Hi Atticus. What you're describing is what the landline carriers are doing, for different reasons. They have seen a continued decrease in subscribers, so they significantly increase the fees on services like call waiting and caller ID, to compensate for the lost revenue. As a result, the landline providers lose even more customers, which precipitates another price hike.

A couple of Private Equity firms thought they could square the circle, so they bought some landlines in Hawaii, hoping to stabilize the business. The landline provider declared bankruptcy withing 2 years after the purchase.

Atticus, I will acknowledge that Directv, due to demographic it attracts, has been somewhat insulated from this dynamic. But you can't look at 2Q10 and 3Q10 aggregate PayTV subcriber numbers, and not concede that price hikes are having an effect on the industry.


----------



## Doug Brott (Jul 12, 2006)

BKC said:


> You are paddling upstream in a large canoe with a fork questioning this stuff here. :lol:


Why? The question was "What's the leased receiver fee comprised of?" The answer is "The ability to activate a second receiver on your account."

If you want to get to the nuts and bolts of it, that too was answered .. "Because they can."

Certainly there is not one single person here (except richierich apparently ) that wants higher rates. But at the same time people are being realistic here. You can look at it like this .. "Dang, they raised the rates this year" or "Wow! I'm glad they didn't raise the rates every year."

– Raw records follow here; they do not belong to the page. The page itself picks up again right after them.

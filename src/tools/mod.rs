pub mod contacts;
pub mod datagen;
pub mod email;
pub mod logs;
pub mod markdown;
pub mod ocr;
pub mod prettier;
pub mod process;
pub mod similarity;
pub mod tickets;
pub mod weekday;

use anyhow::Context as _;
use async_trait::async_trait;
use serde::de::DeserializeOwned;
use serde_json::Value;
use std::collections::HashMap;
use std::path::Path;
use std::sync::Arc;

use crate::llm::{Embedder, FunctionSpec, Vision};

/// Why a tool call did not produce a value.
#[derive(Debug, thiserror::Error)]
pub enum ToolError {
    /// The argument object does not fit the tool's schema. Nothing ran.
    #[error("invalid arguments: {0}")]
    InvalidArguments(#[source] serde_json::Error),

    /// The tool ran and failed.
    #[error(transparent)]
    Failed(#[from] anyhow::Error),
}

/// A locally defined utility the model can choose.
#[async_trait]
pub trait Tool: Send + Sync {
    fn name(&self) -> &str;
    fn description(&self) -> &str;
    /// JSON-Schema of the argument object.
    fn parameters(&self) -> Value;
    async fn execute(&self, args: Value) -> Result<Value, ToolError>;

    fn spec(&self) -> FunctionSpec {
        FunctionSpec {
            name: self.name().to_string(),
            description: self.description().to_string(),
            parameters: self.parameters(),
        }
    }
}

/// Decode a model-supplied argument object into a tool's typed arguments.
pub fn parse_args<T: DeserializeOwned>(args: Value) -> Result<T, ToolError> {
    serde_json::from_value(args).map_err(ToolError::InvalidArguments)
}

/// Write a tool's output file, creating parent directories as needed.
pub async fn write_output(path: &Path, contents: &str) -> anyhow::Result<()> {
    if let Some(parent) = path.parent()
        && !parent.as_os_str().is_empty()
    {
        tokio::fs::create_dir_all(parent)
            .await
            .with_context(|| format!("failed to create {}", parent.display()))?;
    }
    tokio::fs::write(path, contents)
        .await
        .with_context(|| format!("failed to write {}", path.display()))
}

/// Model-backed capabilities some tools need.
#[derive(Clone)]
pub struct ToolContext {
    pub vision: Arc<dyn Vision>,
    pub embedder: Arc<dyn Embedder>,
}

/// Name → tool. Built once at startup, read-only afterwards.
#[derive(Default)]
pub struct ToolRegistry {
    tools: HashMap<String, Arc<dyn Tool>>,
}

impl ToolRegistry {
    pub fn new() -> Self {
        Self {
            tools: HashMap::new(),
        }
    }

    /// Every utility this service ships with.
    pub fn standard(ctx: ToolContext) -> Self {
        let mut registry = Self::new();
        registry.register(Arc::new(datagen::DatagenTool::default()));
        registry.register(Arc::new(prettier::PrettierTool));
        registry.register(Arc::new(weekday::WeekdayCountTool));
        registry.register(Arc::new(contacts::SortContactsTool));
        registry.register(Arc::new(logs::RecentLogsTool));
        registry.register(Arc::new(markdown::MarkdownTitlesTool));
        registry.register(Arc::new(email::SenderEmailTool));
        registry.register(Arc::new(ocr::ImageNumberTool::new(ctx.vision)));
        registry.register(Arc::new(similarity::SimilarCommentsTool::new(ctx.embedder)));
        registry.register(Arc::new(tickets::TicketSalesTool));
        registry
    }

    /// Add a tool, replacing any tool with the same name.
    pub fn register(&mut self, tool: Arc<dyn Tool>) {
        let name = tool.name().to_string();
        self.tools.insert(name, tool);
    }

    pub fn get(&self, name: &str) -> Option<Arc<dyn Tool>> {
        self.tools.get(name).cloned()
    }

    pub fn len(&self) -> usize {
        self.tools.len()
    }

    pub fn is_empty(&self) -> bool {
        self.tools.is_empty()
    }

    /// Registered names, sorted.
    pub fn names(&self) -> Vec<String> {
        let mut names: Vec<String> = self.tools.keys().cloned().collect();
        names.sort();
        names
    }

    /// What the model is offered, sorted by name so prompts are stable.
    pub fn manifest(&self) -> Vec<FunctionSpec> {
        let mut specs: Vec<FunctionSpec> = self.tools.values().map(|t| t.spec()).collect();
        specs.sort_by(|a, b| a.name.cmp(&b.name));
        specs
    }
}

Either way, the price isn't going down and is likely to go up. DIRECTV is still a deal when compared to many multichannel service providers.


----------



## bixler (Oct 14, 2008)

joshjr said:


> While I understand your point dont you think people that money is not an issue for have a breaking point as well? Maybe not all but I would have to say that I at least believe that some of them would. For some people it dont matter if money is an issue or not. Its the justifications. In this case the fee went up 20% and while that is a big jump I understand it hasnt went up in like 10 years. Others choose to look at the inflation rate and other things when making their decisions. Im going to keep subbing to what I want and not lower down. I just understand that some dont feel the same way. Others want people like me to reach my breaking point as well as they feel like that is when the prices will lower. That may be true but I think they are gonna have to raise alot more before alot of people will say look I have had enough. I can tell you I dont know anyone else in my area that pays $200 a month for TV and I am not lowering anything but realize that is alot.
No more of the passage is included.